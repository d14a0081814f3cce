//! Audit event model and query filters.
//!
//! Rows are append-only: once written they are never mutated, only pruned by
//! retention.

use chrono::{DateTime, Utc};
use realmgate_core::id::AuditId;
use serde::{Deserialize, Serialize};
use serde_json::Value;
use std::collections::BTreeMap;

/// Who performed the audited action
#[derive(Debug, Clone, Copy, PartialEq, Eq, Serialize, Deserialize)]
#[serde(rename_all = "UPPERCASE")]
pub enum ActorType {
    User,
    Admin,
    System,
    Anonymous,
}

/// Outcome of the audited action
#[derive(Debug, Clone, Copy, PartialEq, Eq, Serialize, Deserialize)]
#[serde(rename_all = "SCREAMING_SNAKE_CASE")]
pub enum AuditResult {
    Success,
    Failure,
    PartialSuccess,
}

impl AuditResult {
    pub fn as_str(&self) -> &'static str {
        match self {
            Self::Success => "SUCCESS",
            Self::Failure => "FAILURE",
            Self::PartialSuccess => "PARTIAL_SUCCESS",
        }
    }
}

/// An immutable audit row
#[derive(Debug, Clone, Serialize, Deserialize)]
pub struct AuditEvent {
    pub id: AuditId,
    pub event_type: String,
    pub timestamp: DateTime<Utc>,
    pub actor_id: Option<String>,
    pub actor_type: ActorType,
    pub target_id: Option<String>,
    pub target_type: Option<String>,
    pub result: AuditResult,
    /// Sanitized on write; ordered for stable export
    pub metadata: BTreeMap<String, Value>,
    pub realm: String,
    pub session_id: Option<String>,
}

impl AuditEvent {
    pub fn new(
        realm: impl Into<String>,
        event_type: impl Into<String>,
        actor_type: ActorType,
        result: AuditResult,
    ) -> Self {
        Self {
            id: AuditId::new(),
            event_type: event_type.into(),
            timestamp: Utc::now(),
            actor_id: None,
            actor_type,
            target_id: None,
            target_type: None,
            result,
            metadata: BTreeMap::new(),
            realm: realm.into(),
            session_id: None,
        }
    }

    pub fn at(mut self, timestamp: DateTime<Utc>) -> Self {
        self.timestamp = timestamp;
        self
    }

    pub fn with_actor(mut self, actor_id: impl Into<String>) -> Self {
        self.actor_id = Some(actor_id.into());
        self
    }

    pub fn with_target(
        mut self,
        target_id: impl Into<String>,
        target_type: impl Into<String>,
    ) -> Self {
        self.target_id = Some(target_id.into());
        self.target_type = Some(target_type.into());
        self
    }

    pub fn with_session(mut self, session_id: impl Into<String>) -> Self {
        self.session_id = Some(session_id.into());
        self
    }

    pub fn with_metadata(mut self, key: impl Into<String>, value: impl Serialize) -> Self {
        if let Ok(v) = serde_json::to_value(value) {
            self.metadata.insert(key.into(), v);
        }
        self
    }
}

/// Query filter; every populated field narrows the result
#[derive(Debug, Clone, Default)]
pub struct AuditFilter {
    pub event_types: Option<Vec<String>>,
    pub actor_id: Option<String>,
    pub target_id: Option<String>,
    pub result: Option<AuditResult>,
    pub realm: Option<String>,
    pub from: Option<DateTime<Utc>>,
    pub to: Option<DateTime<Utc>>,
}

impl AuditFilter {
    pub fn matches(&self, event: &AuditEvent) -> bool {
        if let Some(types) = &self.event_types {
            if !types.contains(&event.event_type) {
                return false;
            }
        }
        if let Some(actor) = &self.actor_id {
            if event.actor_id.as_ref() != Some(actor) {
                return false;
            }
        }
        if let Some(target) = &self.target_id {
            if event.target_id.as_ref() != Some(target) {
                return false;
            }
        }
        if let Some(result) = self.result {
            if event.result != result {
                return false;
            }
        }
        if let Some(realm) = &self.realm {
            if &event.realm != realm {
                return false;
            }
        }
        if let Some(from) = self.from {
            if event.timestamp < from {
                return false;
            }
        }
        if let Some(to) = self.to {
            if event.timestamp > to {
                return false;
            }
        }
        true
    }
}

#[cfg(test)]
mod tests {
    use super::*;

    #[test]
    fn test_filter_matching() {
        let event = AuditEvent::new("acme", "login.success", ActorType::User, AuditResult::Success)
            .with_actor("user-1");

        assert!(AuditFilter::default().matches(&event));
        assert!(AuditFilter {
            event_types: Some(vec!["login.success".into()]),
            ..Default::default()
        }
        .matches(&event));
        assert!(!AuditFilter {
            event_types: Some(vec!["login.failed".into()]),
            ..Default::default()
        }
        .matches(&event));
        assert!(!AuditFilter {
            actor_id: Some("someone-else".into()),
            ..Default::default()
        }
        .matches(&event));
        assert!(!AuditFilter {
            realm: Some("other".into()),
            ..Default::default()
        }
        .matches(&event));
    }

    #[test]
    fn test_time_window_filter() {
        let now = Utc::now();
        let event = AuditEvent::new("acme", "x", ActorType::System, AuditResult::Success).at(now);

        assert!(AuditFilter {
            from: Some(now - chrono::Duration::minutes(1)),
            to: Some(now + chrono::Duration::minutes(1)),
            ..Default::default()
        }
        .matches(&event));
        assert!(!AuditFilter {
            from: Some(now + chrono::Duration::minutes(1)),
            ..Default::default()
        }
        .matches(&event));
    }
}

____

YOUR GOAL
Out of the material above, output word for word the line with "only pruned by", the line with "use std::collections::BTreeMap;", and all lines between them, with nothing else.

COMPLETED TASK
//! Rows are append-only: once written they are never mutated, only pruned by
//! retention.

use chrono::{DateTime, Utc};
use realmgate_core::id::AuditId;
use serde::{Deserialize, Serialize};
use serde_json::Value;
use std::collections::BTreeMap;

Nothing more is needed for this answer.